Aston Bay had signed an initial option agreement with Commander in November 2011.

Aston Bay shares were up 5 cents, about 26%, to 24 cents in early trading.

The properties have good access to shipping lanes and the landscape has favourable conditions for a road and protected deep-water port, according to the company.

Cox said the journey to the agreement announced today started several years ago when he was in Commander offices. He noticed a striking turquoise boulder and asked where it had come from, starting him on the path to today’s announcement.

Cox previously worked as a metals and mining analyst at the D.E. Shaw Group, a New York-based hedge fund, managing a team of 5. But he’s largely an outsider on Howe Street and in junior mining circles.

Aston Bay’s corporate headquarters are in Vancouver, but it’s the Washington one.

When Cox travels, he stays at Airbnb, and he favours hole-in-the-wall sushi joints over fine cuisine. G&A, not so much: his wife Iris handles the legal issues.

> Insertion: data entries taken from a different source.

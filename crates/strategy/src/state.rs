//! Persisted Heikin-Ashi state.
//!
//! The last HA open is the only value carried from one cycle to the next.
//! A missing or unreadable record is not fatal: callers fall back to the
//! seed policy.

use std::fs::{self, File, OpenOptions};
use std::io::{ErrorKind, Write};
use std::path::PathBuf;
use std::sync::Mutex;

use common::Error;
use fs2::FileExt;
use serde::{Deserialize, Serialize};
use tracing::{debug, warn};

/// Record persisted between cycles.
#[derive(Debug, Clone, Copy, PartialEq, Serialize, Deserialize)]
pub struct HaState {
    pub last_ha_open: f64,
}

/// Storage for the HA seed.
pub trait StateStore {
    /// `None` means "no usable state": absent, unreadable or corrupt.
    fn load(&self) -> Option<HaState>;

    fn save(&self, state: HaState) -> Result<(), Error>;
}

/// JSON file store.
///
/// Reads and writes hold an exclusive advisory lock on a sidecar `.lock`
/// file, and writes go through a temp file + rename so readers never see a
/// partial record.
#[derive(Debug, Clone)]
pub struct FileStateStore {
    path: PathBuf,
    lock_path: PathBuf,
}

impl FileStateStore {
    pub fn new(path: impl Into<PathBuf>) -> Self {
        let path = path.into();
        let lock_path = path.with_extension("lock");
        Self { path, lock_path }
    }

    fn lock(&self) -> std::io::Result<File> {
        if let Some(parent) = self.lock_path.parent() {
            if !parent.as_os_str().is_empty() {
                fs::create_dir_all(parent)?;
            }
        }
        let file = OpenOptions::new()
            .create(true)
            .read(true)
            .write(true)
            .truncate(false)
            .open(&self.lock_path)?;
        file.lock_exclusive()?;
        Ok(file)
    }

    fn read_record(&self) -> Option<HaState> {
        let raw = match fs::read_to_string(&self.path) {
            Ok(raw) => raw,
            Err(e) if e.kind() == ErrorKind::NotFound => {
                debug!("No HA state at {}", self.path.display());
                return None;
            }
            Err(e) => {
                warn!(
                    "HA state at {} unreadable, treating as absent: {}",
                    self.path.display(),
                    e
                );
                return None;
            }
        };

        match serde_json::from_str::<HaState>(&raw) {
            Ok(state) if state.last_ha_open.is_finite() => Some(state),
            Ok(state) => {
                warn!(
                    "HA state at {} holds non-finite open {}, treating as absent",
                    self.path.display(),
                    state.last_ha_open
                );
                None
            }
            Err(e) => {
                warn!(
                    "HA state at {} corrupt, treating as absent: {}",
                    self.path.display(),
                    e
                );
                None
            }
        }
    }

    fn write_record(&self, state: HaState) -> Result<(), Error> {
        let body = serde_json::to_string(&state)?;
        let tmp = self.path.with_extension("tmp");
        {
            let mut file = File::create(&tmp)?;
            file.write_all(body.as_bytes())?;
            file.sync_all()?;
        }
        fs::rename(&tmp, &self.path)?;
        Ok(())
    }
}

impl StateStore for FileStateStore {
    fn load(&self) -> Option<HaState> {
        let lock = match self.lock() {
            Ok(f) => f,
            Err(e) => {
                warn!("Could not lock {}: {}", self.lock_path.display(), e);
                return None;
            }
        };
        let state = self.read_record();
        let _ = lock.unlock();
        state
    }

    fn save(&self, state: HaState) -> Result<(), Error> {
        let lock = self.lock()?;
        let result = self.write_record(state);
        let _ = lock.unlock();
        if result.is_ok() {
            debug!(
                "Saved HA state {} to {}",
                state.last_ha_open,
                self.path.display()
            );
        }
        result
    }
}

/// In-process store for tests and dry runs.
#[derive(Debug, Default)]
pub struct MemoryStateStore {
    inner: Mutex<Option<HaState>>,
}

impl MemoryStateStore {
    pub fn new() -> Self {
        Self::default()
    }

    pub fn with_state(state: HaState) -> Self {
        Self {
            inner: Mutex::new(Some(state)),
        }
    }
}

impl StateStore for MemoryStateStore {
    fn load(&self) -> Option<HaState> {
        *self.inner.lock().unwrap_or_else(|p| p.into_inner())
    }

    fn save(&self, state: HaState) -> Result<(), Error> {
        *self.inner.lock().unwrap_or_else(|p| p.into_inner()) = Some(state);
        Ok(())
    }
}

“Doing real deals takes time, work, and keep legal,” Cox said at CEO Chat, the investment app created by Vancouver entrepreneur Tommy Humphreys where Cox is a regular. “The Storm property is a tier-one exploration asset.”

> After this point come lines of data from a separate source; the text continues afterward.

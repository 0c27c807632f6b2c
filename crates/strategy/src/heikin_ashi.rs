//! Heikin-Ashi transform.
//!
//! Each HA candle is derived from one raw candle and the previous HA candle:
//!
//! ```text
//! close = (open + high + low + close) / 4          (raw values)
//! open  = seed                                      (first candle)
//!       = (prev_ha_open + prev_ha_close) / 2        (after)
//! high  = max(raw_high, open, close)
//! low   = min(raw_low, open, close)
//! ```
//!
//! The final HA open of every successful pass is persisted and becomes the
//! seed of the next pass.

use common::{HaCandle, RawCandle};
use tracing::{debug, info};

use crate::error::CycleError;
use crate::state::{HaState, StateStore};

/// How to seed the recurrence when nothing has been persisted yet.
#[derive(Debug, Clone, Copy, PartialEq)]
pub enum SeedPolicy {
    /// Operator-supplied HA open.
    Manual(f64),
    /// `(open + close) / 2` of the first raw candle.
    FirstCandleMidpoint,
}

impl SeedPolicy {
    pub fn from_override(seed_override: Option<f64>) -> Self {
        match seed_override {
            Some(v) => SeedPolicy::Manual(v),
            None => SeedPolicy::FirstCandleMidpoint,
        }
    }

    pub fn seed(&self, first: &RawCandle) -> f64 {
        match *self {
            SeedPolicy::Manual(v) => v,
            SeedPolicy::FirstCandleMidpoint => (first.open + first.close) / 2.0,
        }
    }
}

/// Where the seed of a pass came from.
#[derive(Debug, Clone, Copy, PartialEq, Eq)]
pub enum SeedSource {
    Persisted,
    Manual,
    FirstCandleMidpoint,
}

/// Pure HA recurrence over `raw`, starting from `seed`.
pub fn heikin_ashi(raw: &[RawCandle], seed: f64) -> Vec<HaCandle> {
    let mut out: Vec<HaCandle> = Vec::with_capacity(raw.len());

    for candle in raw {
        let close = (candle.open + candle.high + candle.low + candle.close) / 4.0;
        let open = match out.last() {
            Some(prev) => (prev.open + prev.close) / 2.0,
            None => seed,
        };
        let high = candle.high.max(open).max(close);
        let low = candle.low.min(open).min(close);

        out.push(HaCandle {
            open,
            high,
            low,
            close,
        });
    }

    out
}

fn validate(raw: &[RawCandle]) -> Result<(), CycleError> {
    if raw.is_empty() {
        return Err(CycleError::EmptyInput);
    }
    for (index, candle) in raw.iter().enumerate() {
        if !candle.is_finite() {
            return Err(CycleError::NonFiniteInput { index });
        }
        if index > 0 && candle.open_time <= raw[index - 1].open_time {
            return Err(CycleError::UnorderedInput { index });
        }
    }
    Ok(())
}

/// Stateful transformer: resolves the seed, runs the recurrence and
/// persists the last HA open.
#[derive(Debug)]
pub struct HeikinAshiTransformer<S> {
    store: S,
    policy: SeedPolicy,
}

impl<S: StateStore> HeikinAshiTransformer<S> {
    pub fn new(store: S, policy: SeedPolicy) -> Self {
        Self { store, policy }
    }

    pub fn store(&self) -> &S {
        &self.store
    }

    /// Persisted state wins; the policy only applies on a cold start.
    pub fn resolve_seed(&self, first: &RawCandle) -> (f64, SeedSource) {
        if let Some(state) = self.store.load() {
            return (state.last_ha_open, SeedSource::Persisted);
        }
        let source = match self.policy {
            SeedPolicy::Manual(_) => SeedSource::Manual,
            SeedPolicy::FirstCandleMidpoint => SeedSource::FirstCandleMidpoint,
        };
        (self.policy.seed(first), source)
    }

    /// Transform `raw` (ascending, non-empty) and persist the final HA open.
    ///
    /// Nothing is written when validation or persistence fails.
    pub fn transform(&self, raw: &[RawCandle]) -> Result<Vec<HaCandle>, CycleError> {
        validate(raw)?;

        let (seed, source) = self.resolve_seed(&raw[0]);
        if source == SeedSource::Persisted {
            debug!("HA seed {} (persisted)", seed);
        } else {
            info!("HA cold start: seed {} from {:?}", seed, source);
        }

        let candles = heikin_ashi(raw, seed);

        if let Some(last) = candles.last() {
            self.store
                .save(HaState {
                    last_ha_open: last.open,
                })
                .map_err(CycleError::StatePersist)?;
            debug!(
                "HA pass over {} candles: last open={} close={}",
                candles.len(),
                last.open,
                last.close
            );
        }

        Ok(candles)
    }
}

#[cfg(test)]
mod tests {
    use super::*;
    use crate::state::MemoryStateStore;
    use proptest::prelude::*;

    fn raw(t: i64, o: f64, h: f64, l: f64, c: f64) -> RawCandle {
        RawCandle::new(t, o, h, l, c)
    }

    #[test]
    fn test_recurrence_exact_values() {
        let candles = [raw(0, 1.0, 10.0, 8.0, 9.0), raw(1, 9.0, 12.0, 7.0, 11.0)];
        let ha = heikin_ashi(&candles, 9.5);

        assert_eq!(ha[0].open, 9.5);
        assert_eq!(ha[0].close, 7.0);
        assert_eq!(ha[0].high, 10.0);
        assert_eq!(ha[0].low, 7.0);

        assert_eq!(ha[1].open, 8.25);
        assert_eq!(ha[1].close, 9.75);
        assert_eq!(ha[1].high, 12.0);
        assert_eq!(ha[1].low, 7.0);
    }

    #[test]
    fn test_transform_persists_last_open() {
        let transformer =
            HeikinAshiTransformer::new(MemoryStateStore::new(), SeedPolicy::Manual(9.5));
        let candles = [raw(0, 1.0, 10.0, 8.0, 9.0), raw(1, 9.0, 12.0, 7.0, 11.0)];

        let ha = transformer.transform(&candles).unwrap();
        assert_eq!(ha.len(), 2);
        assert_eq!(
            transformer.store().load(),
            Some(HaState { last_ha_open: 8.25 })
        );
    }

    #[test]
    fn test_manual_override_beats_midpoint_on_cold_start() {
        let first = raw(0, 2.0, 3.0, 1.0, 4.0);
        let manual = HeikinAshiTransformer::new(MemoryStateStore::new(), SeedPolicy::Manual(0.5));
        assert_eq!(manual.resolve_seed(&first), (0.5, SeedSource::Manual));

        let auto = HeikinAshiTransformer::new(
            MemoryStateStore::new(),
            SeedPolicy::FirstCandleMidpoint,
        );
        assert_eq!(auto.resolve_seed(&first), (3.0, SeedSource::FirstCandleMidpoint));
    }

    #[test]
    fn test_override_never_reapplies_once_persisted() {
        let transformer =
            HeikinAshiTransformer::new(MemoryStateStore::new(), SeedPolicy::Manual(100.0));
        let candles = [raw(0, 1.0, 2.0, 0.5, 1.5), raw(1, 1.5, 2.5, 1.0, 2.0)];

        let first_pass = transformer.transform(&candles).unwrap();
        assert_eq!(first_pass[0].open, 100.0);

        let persisted = first_pass[1].open;
        let (seed, source) = transformer.resolve_seed(&candles[0]);
        assert_eq!(source, SeedSource::Persisted);
        assert_eq!(seed, persisted);

        let second_pass = transformer.transform(&candles).unwrap();
        assert_eq!(second_pass[0].open, persisted);
    }

    #[test]
    fn test_empty_input_rejected_without_write() {
        let transformer = HeikinAshiTransformer::new(
            MemoryStateStore::new(),
            SeedPolicy::FirstCandleMidpoint,
        );
        assert!(matches!(
            transformer.transform(&[]),
            Err(CycleError::EmptyInput)
        ));
        assert_eq!(transformer.store().load(), None);
    }

    #[test]
    fn test_unordered_input_rejected_without_write() {
        let transformer = HeikinAshiTransformer::new(
            MemoryStateStore::with_state(HaState { last_ha_open: 1.0 }),
            SeedPolicy::FirstCandleMidpoint,
        );
        let candles = [raw(5, 1.0, 2.0, 0.5, 1.5), raw(3, 1.5, 2.5, 1.0, 2.0)];
        assert!(matches!(
            transformer.transform(&candles),
            Err(CycleError::UnorderedInput { index: 1 })
        ));
        assert_eq!(
            transformer.store().load(),
            Some(HaState { last_ha_open: 1.0 })
        );
    }

    #[test]
    fn test_non_finite_input_rejected() {
        let transformer = HeikinAshiTransformer::new(
            MemoryStateStore::new(),
            SeedPolicy::FirstCandleMidpoint,
        );
        let candles = [raw(0, 1.0, f64::INFINITY, 0.5, 1.5)];
        assert!(matches!(
            transformer.transform(&candles),
            Err(CycleError::NonFiniteInput { index: 0 })
        ));
    }

    #[test]
    fn test_single_candle_transform() {
        let transformer = HeikinAshiTransformer::new(
            MemoryStateStore::new(),
            SeedPolicy::FirstCandleMidpoint,
        );
        let ha = transformer.transform(&[raw(0, 2.0, 3.0, 1.0, 4.0)]).unwrap();
        assert_eq!(ha[0].open, 3.0);
        assert_eq!(ha[0].close, 2.5);
        assert_eq!(ha[0].high, 3.0);
        assert_eq!(ha[0].low, 1.0);
    }

    fn candle_series() -> impl Strategy<Value = Vec<RawCandle>> {
        prop::collection::vec((1.0f64..1000.0, 0.0f64..50.0, 0.0f64..50.0, 0.0f64..1.0), 1..40)
            .prop_map(|rows| {
                rows.into_iter()
                    .enumerate()
                    .map(|(i, (open, up, down, frac))| {
                        let high = open + up;
                        let low = (open - down).max(0.01);
                        let close = low + (high - low) * frac;
                        RawCandle::new(i as i64 * 60_000, open, high, low, close)
                    })
                    .collect()
            })
    }

    proptest! {
        #[test]
        fn prop_transform_is_deterministic(candles in candle_series(), seed in 0.01f64..1000.0) {
            let a = HeikinAshiTransformer::new(
                MemoryStateStore::with_state(HaState { last_ha_open: seed }),
                SeedPolicy::FirstCandleMidpoint,
            );
            let b = HeikinAshiTransformer::new(
                MemoryStateStore::with_state(HaState { last_ha_open: seed }),
                SeedPolicy::Manual(-1.0),
            );

            let out_a = a.transform(&candles).unwrap();
            let out_b = b.transform(&candles).unwrap();
            prop_assert_eq!(&out_a, &out_b);
            prop_assert_eq!(a.store().load(), b.store().load());
        }

        #[test]
        fn prop_ha_bounds_hold(candles in candle_series(), seed in 0.01f64..1000.0) {
            let ha = heikin_ashi(&candles, seed);
            prop_assert_eq!(ha.len(), candles.len());
            for (h, r) in ha.iter().zip(&candles) {
                prop_assert!(h.high >= h.open && h.high >= h.close && h.high >= r.high);
                prop_assert!(h.low <= h.open && h.low <= h.close && h.low <= r.low);
            }
        }
    }
}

Accolades poured in at the chat community.

“Just out of meetings and damn, Ben, you knocked it out of the park – congratulations on a great deal,” commented @TheGalvanizer.

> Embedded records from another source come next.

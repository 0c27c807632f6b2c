//! Shared types, config, and error definitions for the ha-bot.

pub mod config;
pub mod error;
pub mod types;

pub use config::BotConfig;
pub use error::Error;
pub use types::*;

/// Convenience Result alias.
pub type Result<T> = std::result::Result<T, Error>;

“You rock, @BenjaminCox. Fantastic,” commented @Tim_Oliver.

“Wow, impressive in this environment. Congrats!” said @Daniel.

If Cox and his Aston Bay Holdings have been under the radar north of the border, they likely won’t be anymore.

For BHP Billiton, it marks a re-entry of sorts into Canada 3 years after it pulled the plug on Canadian diamonds by selling its 80% interest in Ekati, Canada’s first diamond mine, to Dominion Diamond.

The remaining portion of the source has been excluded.